WHAT YOU SHOULD DO
Nothing in the listing below should change; retype it as is.
────────
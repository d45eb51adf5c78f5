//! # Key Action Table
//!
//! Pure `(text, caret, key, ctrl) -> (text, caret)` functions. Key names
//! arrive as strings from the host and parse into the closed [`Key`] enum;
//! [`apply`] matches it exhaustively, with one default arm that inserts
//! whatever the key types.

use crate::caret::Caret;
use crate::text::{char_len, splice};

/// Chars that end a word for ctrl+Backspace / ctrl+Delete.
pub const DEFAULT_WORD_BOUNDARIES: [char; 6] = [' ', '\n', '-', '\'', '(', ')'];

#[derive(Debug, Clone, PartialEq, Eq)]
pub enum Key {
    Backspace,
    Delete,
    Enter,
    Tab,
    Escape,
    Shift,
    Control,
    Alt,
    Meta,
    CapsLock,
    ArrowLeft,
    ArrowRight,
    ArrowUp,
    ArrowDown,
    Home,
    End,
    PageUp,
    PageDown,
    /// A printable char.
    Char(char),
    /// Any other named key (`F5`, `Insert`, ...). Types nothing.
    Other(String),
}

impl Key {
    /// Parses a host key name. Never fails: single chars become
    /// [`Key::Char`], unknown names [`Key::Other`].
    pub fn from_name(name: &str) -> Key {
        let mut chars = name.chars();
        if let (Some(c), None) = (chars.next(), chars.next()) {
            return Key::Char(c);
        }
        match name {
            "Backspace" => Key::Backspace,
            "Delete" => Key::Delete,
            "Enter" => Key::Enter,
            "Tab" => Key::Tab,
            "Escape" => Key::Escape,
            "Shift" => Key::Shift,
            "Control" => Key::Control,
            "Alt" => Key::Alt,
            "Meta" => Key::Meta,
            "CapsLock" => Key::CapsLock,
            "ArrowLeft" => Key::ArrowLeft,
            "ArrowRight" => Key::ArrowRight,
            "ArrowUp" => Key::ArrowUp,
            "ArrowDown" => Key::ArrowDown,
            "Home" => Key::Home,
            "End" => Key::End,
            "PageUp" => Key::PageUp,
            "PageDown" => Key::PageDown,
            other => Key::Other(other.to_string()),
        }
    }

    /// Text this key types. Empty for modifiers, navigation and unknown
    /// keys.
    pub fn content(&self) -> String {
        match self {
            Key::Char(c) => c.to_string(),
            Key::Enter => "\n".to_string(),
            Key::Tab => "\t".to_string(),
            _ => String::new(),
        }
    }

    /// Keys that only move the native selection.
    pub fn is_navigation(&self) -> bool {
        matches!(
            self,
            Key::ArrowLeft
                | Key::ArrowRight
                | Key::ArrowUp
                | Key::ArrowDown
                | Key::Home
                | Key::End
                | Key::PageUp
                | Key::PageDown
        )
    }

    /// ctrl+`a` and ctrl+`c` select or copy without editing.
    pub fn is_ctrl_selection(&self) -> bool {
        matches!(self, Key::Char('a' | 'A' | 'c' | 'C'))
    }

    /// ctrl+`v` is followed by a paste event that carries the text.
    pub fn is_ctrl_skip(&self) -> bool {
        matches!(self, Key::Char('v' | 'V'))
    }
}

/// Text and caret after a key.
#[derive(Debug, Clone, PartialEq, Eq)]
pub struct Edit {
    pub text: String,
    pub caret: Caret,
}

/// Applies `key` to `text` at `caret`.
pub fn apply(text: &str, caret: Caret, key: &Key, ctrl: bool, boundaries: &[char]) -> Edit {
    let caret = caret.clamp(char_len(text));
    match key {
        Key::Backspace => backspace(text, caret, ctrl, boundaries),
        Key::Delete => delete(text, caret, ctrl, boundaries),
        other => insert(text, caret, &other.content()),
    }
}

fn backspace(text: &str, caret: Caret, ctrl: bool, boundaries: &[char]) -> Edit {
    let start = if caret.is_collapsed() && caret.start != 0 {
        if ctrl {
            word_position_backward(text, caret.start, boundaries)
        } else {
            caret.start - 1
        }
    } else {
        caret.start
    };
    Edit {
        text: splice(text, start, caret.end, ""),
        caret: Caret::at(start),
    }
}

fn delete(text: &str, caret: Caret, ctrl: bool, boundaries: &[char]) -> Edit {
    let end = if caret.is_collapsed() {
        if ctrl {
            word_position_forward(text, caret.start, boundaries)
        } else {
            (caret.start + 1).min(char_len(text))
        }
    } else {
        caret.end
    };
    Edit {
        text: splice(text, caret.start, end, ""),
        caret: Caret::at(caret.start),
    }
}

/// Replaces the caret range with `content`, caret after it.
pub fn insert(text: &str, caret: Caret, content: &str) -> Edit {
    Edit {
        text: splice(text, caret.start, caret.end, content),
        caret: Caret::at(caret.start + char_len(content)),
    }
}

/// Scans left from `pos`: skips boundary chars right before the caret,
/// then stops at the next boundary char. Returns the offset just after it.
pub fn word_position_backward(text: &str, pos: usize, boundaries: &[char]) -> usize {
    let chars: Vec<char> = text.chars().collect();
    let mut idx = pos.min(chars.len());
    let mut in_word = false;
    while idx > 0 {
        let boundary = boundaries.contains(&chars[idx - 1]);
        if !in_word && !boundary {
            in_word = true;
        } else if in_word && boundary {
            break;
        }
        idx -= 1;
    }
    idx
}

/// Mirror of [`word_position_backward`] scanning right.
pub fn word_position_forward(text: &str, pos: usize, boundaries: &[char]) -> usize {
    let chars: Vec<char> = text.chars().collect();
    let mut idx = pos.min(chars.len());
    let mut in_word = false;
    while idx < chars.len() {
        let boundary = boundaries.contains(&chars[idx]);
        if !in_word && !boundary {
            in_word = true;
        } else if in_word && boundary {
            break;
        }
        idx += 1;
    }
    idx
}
────────
EXERCISE RESULT
repository d45eb51adf5c78f5
//! # Key Action Table
//!
//! Pure `(text, caret, key, ctrl) -> (text, caret)` functions. Key names
//! arrive as strings from the host and parse into the closed [`Key`] enum;
//! [`apply`] matches it exhaustively, with one default arm that inserts
//! whatever the key types.

use crate::caret::Caret;
use crate::text::{char_len, splice};

/// Chars that end a word for ctrl+Backspace / ctrl+Delete.
pub const DEFAULT_WORD_BOUNDARIES: [char; 6] = [' ', '\n', '-', '\'', '(', ')'];

#[derive(Debug, Clone, PartialEq, Eq)]
pub enum Key {
    Backspace,
    Delete,
    Enter,
    Tab,
    Escape,
    Shift,
    Control,
    Alt,
    Meta,
    CapsLock,
    ArrowLeft,
    ArrowRight,
    ArrowUp,
    ArrowDown,
    Home,
    End,
    PageUp,
    PageDown,
    /// A printable char.
    Char(char),
    /// Any other named key (`F5`, `Insert`, ...). Types nothing.
    Other(String),
}

impl Key {
    /// Parses a host key name. Never fails: single chars become
    /// [`Key::Char`], unknown names [`Key::Other`].
    pub fn from_name(name: &str) -> Key {
        let mut chars = name.chars();
        if let (Some(c), None) = (chars.next(), chars.next()) {
            return Key::Char(c);
        }
        match name {
            "Backspace" => Key::Backspace,
            "Delete" => Key::Delete,
            "Enter" => Key::Enter,
            "Tab" => Key::Tab,
            "Escape" => Key::Escape,
            "Shift" => Key::Shift,
            "Control" => Key::Control,
            "Alt" => Key::Alt,
            "Meta" => Key::Meta,
            "CapsLock" => Key::CapsLock,
            "ArrowLeft" => Key::ArrowLeft,
            "ArrowRight" => Key::ArrowRight,
            "ArrowUp" => Key::ArrowUp,
            "ArrowDown" => Key::ArrowDown,
            "Home" => Key::Home,
            "End" => Key::End,
            "PageUp" => Key::PageUp,
            "PageDown" => Key::PageDown,
            other => Key::Other(other.to_string()),
        }
    }

    /// Text this key types. Empty for modifiers, navigation and unknown
    /// keys.
    pub fn content(&self) -> String {
        match self {
            Key::Char(c) => c.to_string(),
            Key::Enter => "\n".to_string(),
            Key::Tab => "\t".to_string(),
            _ => String::new(),
        }
    }

    /// Keys that only move the native selection.
    pub fn is_navigation(&self) -> bool {
        matches!(
            self,
            Key::ArrowLeft
                | Key::ArrowRight
                | Key::ArrowUp
                | Key::ArrowDown
                | Key::Home
                | Key::End
                | Key::PageUp
                | Key::PageDown
        )
    }

    /// ctrl+`a` and ctrl+`c` select or copy without editing.
    pub fn is_ctrl_selection(&self) -> bool {
        matches!(self, Key::Char('a' | 'A' | 'c' | 'C'))
    }

    /// ctrl+`v` is followed by a paste event that carries the text.
    pub fn is_ctrl_skip(&self) -> bool {
        matches!(self, Key::Char('v' | 'V'))
    }
}

/// Text and caret after a key.
#[derive(Debug, Clone, PartialEq, Eq)]
pub struct Edit {
    pub text: String,
    pub caret: Caret,
}

/// Applies `key` to `text` at `caret`.
pub fn apply(text: &str, caret: Caret, key: &Key, ctrl: bool, boundaries: &[char]) -> Edit {
    let caret = caret.clamp(char_len(text));
    match key {
        Key::Backspace => backspace(text, caret, ctrl, boundaries),
        Key::Delete => delete(text, caret, ctrl, boundaries),
        other => insert(text, caret, &other.content()),
    }
}

fn backspace(text: &str, caret: Caret, ctrl: bool, boundaries: &[char]) -> Edit {
    let start = if caret.is_collapsed() && caret.start != 0 {
        if ctrl {
            word_position_backward(text, caret.start, boundaries)
        } else {
            caret.start - 1
        }
    } else {
        caret.start
    };
    Edit {
        text: splice(text, start, caret.end, ""),
        caret: Caret::at(start),
    }
}

fn delete(text: &str, caret: Caret, ctrl: bool, boundaries: &[char]) -> Edit {
    let end = if caret.is_collapsed() {
        if ctrl {
            word_position_forward(text, caret.start, boundaries)
        } else {
            (caret.start + 1).min(char_len(text))
        }
    } else {
        caret.end
    };
    Edit {
        text: splice(text, caret.start, end, ""),
        caret: Caret::at(caret.start),
    }
}

/// Replaces the caret range with `content`, caret after it.
pub fn insert(text: &str, caret: Caret, content: &str) -> Edit {
    Edit {
        text: splice(text, caret.start, caret.end, content),
        caret: Caret::at(caret.start + char_len(content)),
    }
}

/// Scans left from `pos`: skips boundary chars right before the caret,
/// then stops at the next boundary char. Returns the offset just after it.
pub fn word_position_backward(text: &str, pos: usize, boundaries: &[char]) -> usize {
    let chars: Vec<char> = text.chars().collect();
    let mut idx = pos.min(chars.len());
    let mut in_word = false;
    while idx > 0 {
        let boundary = boundaries.contains(&chars[idx - 1]);
        if !in_word && !boundary {
            in_word = true;
        } else if in_word && boundary {
            break;
        }
        idx -= 1;
    }
    idx
}

/// Mirror of [`word_position_backward`] scanning right.
pub fn word_position_forward(text: &str, pos: usize, boundaries: &[char]) -> usize {
    let chars: Vec<char> = text.chars().collect();
    let mut idx = pos.min(chars.len());
    let mut in_word = false;
    while idx < chars.len() {
        let boundary = boundaries.contains(&chars[idx]);
        if !in_word && !boundary {
            in_word = true;
        } else if in_word && boundary {
            break;
        }
        idx += 1;
    }
    idx
}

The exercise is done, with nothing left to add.